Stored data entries
■ ■ ■ ■
//! Merged tool catalogue
//!
//! Built-in core tools plus the contributions of every running provider.
//! Core names shadow provider tools; conflicts between providers resolve
//! first-registration-wins, with the loser logged.

use parking_lot::RwLock;

use crate::protocol::{ToolDef, WireTool};

/// Who resolves a tool name.
#[derive(Debug, Clone, PartialEq, Eq)]
pub enum ToolOrigin {
    /// Built-in, in-process implementation
    Core,
    /// Named provider subprocess
    Provider(String),
}

impl std::fmt::Display for ToolOrigin {
    fn fmt(&self, f: &mut std::fmt::Formatter<'_>) -> std::fmt::Result {
        match self {
            Self::Core => write!(f, "core"),
            Self::Provider(name) => write!(f, "{name}"),
        }
    }
}

#[derive(Default)]
struct Inner {
    core: Vec<ToolDef>,
    // Registration order is the tie-break order.
    providers: Vec<(String, Vec<ToolDef>)>,
}

impl Inner {
    fn first_claim(&self, tool: &str, until_provider: Option<&str>) -> Option<ToolOrigin> {
        if self.core.iter().any(|t| t.name == tool) {
            return Some(ToolOrigin::Core);
        }
        for (name, defs) in &self.providers {
            if until_provider == Some(name.as_str()) {
                break;
            }
            if defs.iter().any(|t| t.name == tool) {
                return Some(ToolOrigin::Provider(name.clone()));
            }
        }
        None
    }
}

/// Tool catalogue (C3)
#[derive(Default)]
pub struct ToolCatalog {
    inner: RwLock<Inner>,
}

impl ToolCatalog {
    /// Create an empty catalogue.
    #[must_use]
    pub fn new() -> Self {
        Self::default()
    }

    /// Install the built-in tool set. Called once at startup; core names are
    /// immutable for the lifetime of the process.
    pub fn publish_core(&self, defs: Vec<ToolDef>) {
        let mut inner = self.inner.write();
        if !inner.core.is_empty() {
            tracing::warn!("core tool set already published, ignoring");
            return;
        }
        inner.core = defs;
    }

    /// Replace a provider's contribution. Call after every start or restart.
    pub fn publish_provider(&self, provider: &str, defs: Vec<ToolDef>) {
        let mut inner = self.inner.write();

        for def in &defs {
            if let Some(winner) = inner.first_claim(&def.name, Some(provider)) {
                tracing::warn!(
                    tool = %def.name,
                    provider = %provider,
                    shadowed_by = %winner,
                    "tool name conflict, earlier registration wins"
                );
            }
        }

        if let Some(slot) = inner.providers.iter_mut().find(|(n, _)| n == provider) {
            slot.1 = defs;
        } else {
            inner.providers.push((provider.to_string(), defs));
        }
    }

    /// Remove every contribution of a provider.
    pub fn retract_provider(&self, provider: &str) {
        self.inner.write().providers.retain(|(n, _)| n != provider);
    }

    /// Resolve a tool name to its owning origin and definition.
    #[must_use]
    pub fn resolve(&self, tool: &str) -> Option<(ToolOrigin, ToolDef)> {
        let inner = self.inner.read();
        if let Some(def) = inner.core.iter().find(|t| t.name == tool) {
            return Some((ToolOrigin::Core, def.clone()));
        }
        for (name, defs) in &inner.providers {
            if let Some(def) = defs.iter().find(|t| t.name == tool) {
                return Some((ToolOrigin::Provider(name.clone()), def.clone()));
            }
        }
        None
    }

    /// Flattened catalogue with shadowed names elided, in announcement order:
    /// core first, then providers in registration order.
    #[must_use]
    pub fn snapshot(&self) -> Vec<(ToolOrigin, ToolDef)> {
        let inner = self.inner.read();
        let mut seen = std::collections::HashSet::new();
        let mut out = Vec::new();

        for def in &inner.core {
            if seen.insert(def.name.clone()) {
                out.push((ToolOrigin::Core, def.clone()));
            }
        }
        for (name, defs) in &inner.providers {
            for def in defs {
                if seen.insert(def.name.clone()) {
                    out.push((ToolOrigin::Provider(name.clone()), def.clone()));
                }
            }
        }
        out
    }

    /// The snapshot in the wire shape used by `register_tools`.
    #[must_use]
    pub fn wire_snapshot(&self) -> Vec<WireTool> {
        self.snapshot()
            .into_iter()
            .map(|(origin, def)| WireTool {
                name: def.name,
                description: def.description,
                parameters: def.input_schema,
                server_name: match origin {
                    ToolOrigin::Core => None,
                    ToolOrigin::Provider(name) => Some(name),
                },
            })
            .collect()
    }

    /// Number of tools a provider currently contributes.
    #[must_use]
    pub fn provider_tool_count(&self, provider: &str) -> usize {
        self.inner
            .read()
            .providers
            .iter()
            .find(|(n, _)| n == provider)
            .map_or(0, |(_, defs)| defs.len())
    }
}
■ ■ ■ ■
→ Work to be completed:
Each line from the one containing "for def in defs" to the end of the entries above should be copied exactly, and no other line.

→ Solution to this problem:
            for def in defs {
                if seen.insert(def.name.clone()) {
                    out.push((ToolOrigin::Provider(name.clone()), def.clone()));
                }
            }
        }
        out
    }

    /// The snapshot in the wire shape used by `register_tools`.
    #[must_use]
    pub fn wire_snapshot(&self) -> Vec<WireTool> {
        self.snapshot()
            .into_iter()
            .map(|(origin, def)| WireTool {
                name: def.name,
                description: def.description,
                parameters: def.input_schema,
                server_name: match origin {
                    ToolOrigin::Core => None,
                    ToolOrigin::Provider(name) => Some(name),
                },
            })
            .collect()
    }

    /// Number of tools a provider currently contributes.
    #[must_use]
    pub fn provider_tool_count(&self, provider: &str) -> usize {
        self.inner
            .read()
            .providers
            .iter()
            .find(|(n, _)| n == provider)
            .map_or(0, |(_, defs)| defs.len())
    }
}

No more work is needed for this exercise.